::: DATA EXCERPTS :::

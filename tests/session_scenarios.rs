//! Session scenarios against stand-in EventsTrace processes
//!
//! Run with: cargo test --test session_scenarios

use std::time::{Duration, Instant};

use etrace_core::{Error, HarnessConfig};
use etrace_session::test_utils::script_session;
use etrace_session::{CancelSignal, CancelSource, SessionState};
use serial_test::serial;

// ─────────────────────────────────────────────────────────
// Test Data Helpers
// ─────────────────────────────────────────────────────────

/// init, tick, tick, done on stdout, then stay alive until killed
const TICKS: &str = r#"
echo '{"type":"init"}'
echo '{"type":"tick","n":1}'
echo '{"type":"tick","n":2}'
echo '{"type":"done"}'
exec sleep 30
"#;

fn config() -> HarnessConfig {
    HarnessConfig::default()
        .with_ready_timeout(Duration::from_secs(5))
        .with_event_timeout(Duration::from_secs(5))
        .with_reader_join_timeout(Duration::from_millis(500))
}

// ─────────────────────────────────────────────────────────
// Ordering and Filtering
// ─────────────────────────────────────────────────────────

#[tokio::test]
#[serial]
async fn test_tick_scenario() {
    let config = config().with_event_timeout(Duration::from_millis(300));
    let (mut session, sink) = script_session(TICKS, config);

    session.start(CancelSignal::never()).await.unwrap();
    assert_eq!(session.state(), SessionState::Ready);
    assert_eq!(session.ready_line(), Some(r#"{"type":"init"}"#));

    let first = session.next_event(&["tick"]).await.unwrap();
    assert_eq!(first, r#"{"type":"tick","n":1}"#);

    let second = session.next_event(&["tick"]).await.unwrap();
    assert_eq!(second, r#"{"type":"tick","n":2}"#);

    // Only "done" remains and the child is still alive: this must time out
    let err = session.next_event(&["tick"]).await.unwrap_err();
    match &err {
        Error::EventTimeout { kinds, waited, .. } => {
            assert_eq!(kinds, &vec!["tick".to_string()]);
            assert_eq!(*waited, Duration::from_millis(300));
        }
        other => panic!("expected event timeout, got {:?}", other),
    }
    assert!(err.is_fatal());
    assert_eq!(session.state(), SessionState::Failed);
    assert!(sink.contents().starts_with("===== EventsTrace Stderr ====="));

    session.stop().await.unwrap();
}

#[tokio::test]
async fn test_non_utf8_file_name_does_not_hide_later_events() {
    let script = r#"
echo '{"type":"init"}'
printf '{"event_type":"FILE_DELETE","path":"/tmp/\377"}\n'
echo '{"type":"tick"}'
exec sleep 30
"#;
    let (mut session, _sink) = script_session(script, config());
    session.start(CancelSignal::never()).await.unwrap();

    let deleted = session.next_trace_event(&["FILE_DELETE"]).await.unwrap();
    assert_eq!(
        deleted.field("path").and_then(|v| v.as_str()),
        Some("/tmp/\u{FFFD}")
    );

    let tick = session.next_event(&["tick"]).await.unwrap();
    assert_eq!(tick, r#"{"type":"tick"}"#);

    session.stop().await.unwrap();
}

#[tokio::test]
async fn test_ready_line_is_not_redelivered() {
    let (mut session, _sink) = script_session(TICKS, config());
    session.start(CancelSignal::never()).await.unwrap();

    // "init" was consumed by the readiness gate
    let event = session.next_trace_event(&["init", "done"]).await.unwrap();
    assert_eq!(event.kind, "done");

    session.stop().await.unwrap();
}

#[tokio::test]
async fn test_malformed_lines_are_skipped() {
    let script = r#"
echo 'EventsTrace initialized'
echo 'libbpf: loading object'
echo '{"event_type":'
echo '{"pids":{"tid":1}}'
echo '{"event_type":"PROCESS_EXEC","filename":"/bin/true"}'
exec sleep 30
"#;
    let (mut session, _sink) = script_session(script, config());
    session.start(CancelSignal::never()).await.unwrap();

    let event = session.next_trace_event(&["PROCESS_EXEC"]).await.unwrap();
    assert_eq!(event.field("filename").unwrap(), "/bin/true");

    session.stop().await.unwrap();
}

#[tokio::test]
async fn test_mandatory_flags_reach_the_child() {
    let script = r#"
echo ready
printf '{"type":"argv","args":"%s"}\n' "$*"
exec sleep 30
"#;
    let (mut session, _sink) = script_session(script, config());
    session.start(CancelSignal::never()).await.unwrap();

    let event = session.next_trace_event(&["argv"]).await.unwrap();
    assert_eq!(
        event.field("args").unwrap(),
        "--print-initialized --unbuffer-stdout --libbpf-verbose --set-bpf-tramp"
    );

    session.stop().await.unwrap();
}

// ─────────────────────────────────────────────────────────
// Failure Paths
// ─────────────────────────────────────────────────────────

#[tokio::test]
async fn test_bad_path_reports_launch_failure() {
    let config = config().with_binary("/nonexistent/EventsTrace");
    let mut session = etrace_session::EventsTraceSession::new(config, vec![]);

    let started = Instant::now();
    let err = session.start(CancelSignal::never()).await.unwrap_err();

    assert!(matches!(err, Error::Launch { .. }));
    assert!(started.elapsed() < Duration::from_secs(1));
    assert_eq!(session.state(), SessionState::Failed);
    assert_eq!(session.pid(), None);
}

#[tokio::test]
#[serial]
async fn test_ready_timeout_dumps_stderr() {
    let script = r#"
echo 'libbpf: failed to find BTF' >&2
echo 'Could not create event context' >&2
exec sleep 30
"#;
    let config = config().with_ready_timeout(Duration::from_millis(300));
    let (mut session, sink) = script_session(script, config);

    let err = session.start(CancelSignal::never()).await.unwrap_err();
    assert!(matches!(err, Error::ReadyTimeout { .. }));
    assert_eq!(
        err.stderr_lines(),
        [
            "libbpf: failed to find BTF".to_string(),
            "Could not create event context".to_string()
        ]
    );
    assert_eq!(
        sink.contents(),
        "===== EventsTrace Stderr =====\nlibbpf: failed to find BTF\nCould not create event context\n"
    );
    assert_eq!(session.state(), SessionState::Failed);

    session.stop().await.unwrap();
}

#[tokio::test]
async fn test_outer_cancel_aborts_readiness() {
    let (mut session, _sink) = script_session("exec sleep 30", config());
    let shutdown = CancelSource::new();
    let trigger = shutdown.clone();

    tokio::spawn(async move {
        tokio::time::sleep(Duration::from_millis(100)).await;
        trigger.cancel();
    });

    let started = Instant::now();
    let err = session.start(shutdown.signal()).await.unwrap_err();
    assert!(matches!(err, Error::ReadyTimeout { .. }));
    assert!(started.elapsed() < Duration::from_secs(5));

    session.stop().await.unwrap();
}

#[tokio::test]
async fn test_child_exit_before_output_is_stdout_closed() {
    let (mut session, _sink) = script_session("echo 'bad flags' >&2; exit 1", config());

    let err = session.start(CancelSignal::never()).await.unwrap_err();
    assert!(matches!(err, Error::StdoutClosed { .. }));
    assert_eq!(session.state(), SessionState::Failed);

    session.stop().await.unwrap();
}

#[tokio::test]
async fn test_child_exit_while_waiting_for_event() {
    let script = r#"
echo '{"type":"init"}'
echo '{"type":"tick"}'
"#;
    let (mut session, _sink) = script_session(script, config());
    session.start(CancelSignal::never()).await.unwrap();

    let started = Instant::now();
    let err = session.next_event(&["done"]).await.unwrap_err();
    assert!(matches!(err, Error::StdoutClosed { .. }));
    assert!(started.elapsed() < Duration::from_secs(5));

    session.stop().await.unwrap();
}

#[tokio::test]
async fn test_failed_session_rejects_queries() {
    let config = config().with_event_timeout(Duration::from_millis(100));
    let (mut session, _sink) = script_session(TICKS, config);
    session.start(CancelSignal::never()).await.unwrap();

    assert!(session.next_event(&["missing"]).await.is_err());
    let err = session.next_event(&["tick"]).await.unwrap_err();
    assert!(matches!(
        err,
        Error::InvalidState {
            expected: "ready",
            actual: "failed"
        }
    ));

    session.stop().await.unwrap();
}

// ─────────────────────────────────────────────────────────
// Backpressure and Teardown
// ─────────────────────────────────────────────────────────

#[tokio::test]
#[serial]
async fn test_full_queue_loses_no_lines() {
    let script = r#"
echo '{"type":"init"}'
i=1
while [ $i -le 50 ]; do
  echo "{\"type\":\"tick\",\"n\":$i}"
  i=$((i + 1))
done
exec sleep 30
"#;
    let config = config().with_queue_capacity(4);
    let (mut session, _sink) = script_session(script, config);
    session.start(CancelSignal::never()).await.unwrap();

    // Let the child fill the queue while nobody drains it
    tokio::time::sleep(Duration::from_millis(200)).await;

    for n in 1..=50 {
        let event = session.next_trace_event(&["tick"]).await.unwrap();
        assert_eq!(event.field("n").unwrap(), n);
    }

    session.stop().await.unwrap();
}

#[tokio::test]
async fn test_stop_is_idempotent() {
    let (mut session, _sink) = script_session(TICKS, config());
    session.start(CancelSignal::never()).await.unwrap();

    session.stop().await.unwrap();
    assert_eq!(session.state(), SessionState::Stopped);

    session.stop().await.unwrap();
    assert_eq!(session.state(), SessionState::Stopped);
}

#[tokio::test]
async fn test_no_lines_after_stop() {
    let (mut session, sink) = script_session(TICKS, config());
    session.start(CancelSignal::never()).await.unwrap();
    session.stop().await.unwrap();

    let err = session.next_event(&["tick"]).await.unwrap_err();
    assert!(matches!(
        err,
        Error::InvalidState {
            actual: "stopped",
            ..
        }
    ));
    assert!(session.dump_stderr().is_empty());
    assert_eq!(sink.contents(), "===== EventsTrace Stderr =====\n");
}

#[tokio::test]
#[serial]
async fn test_stop_with_grandchild_holding_pipe() {
    // `sleep` is a grandchild here and keeps stdout open after sh is killed
    let script = r#"
echo '{"type":"init"}'
sleep 30
"#;
    let config = config().with_reader_join_timeout(Duration::from_millis(200));
    let (mut session, _sink) = script_session(script, config);
    session.start(CancelSignal::never()).await.unwrap();

    let started = Instant::now();
    session.stop().await.unwrap();
    assert!(started.elapsed() < Duration::from_secs(5));
    assert_eq!(session.state(), SessionState::Stopped);
}

#[tokio::test]
async fn test_stderr_dump_while_running() {
    let script = r#"
echo 'verbose: attaching tracepoints' >&2
echo '{"type":"init"}'
exec sleep 30
"#;
    let (mut session, sink) = script_session(script, config());
    session.start(CancelSignal::never()).await.unwrap();

    // Give the stderr reader a moment; the dump never waits on its own
    tokio::time::sleep(Duration::from_millis(100)).await;
    assert_eq!(session.dump_stderr(), vec!["verbose: attaching tracepoints"]);
    assert_eq!(session.state(), SessionState::Ready);
    assert!(sink.contents().contains("verbose: attaching tracepoints"));

    session.stop().await.unwrap();
}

:::

YOUR ASSIGNMENT:
Go through the entries above and report each line with the string "field" in it.

RESULT OF THE TASK:
        deleted.field("path").and_then(|v| v.as_str()),
    assert_eq!(event.field("filename").unwrap(), "/bin/true");
        event.field("args").unwrap(),
        assert_eq!(event.field("n").unwrap(), n);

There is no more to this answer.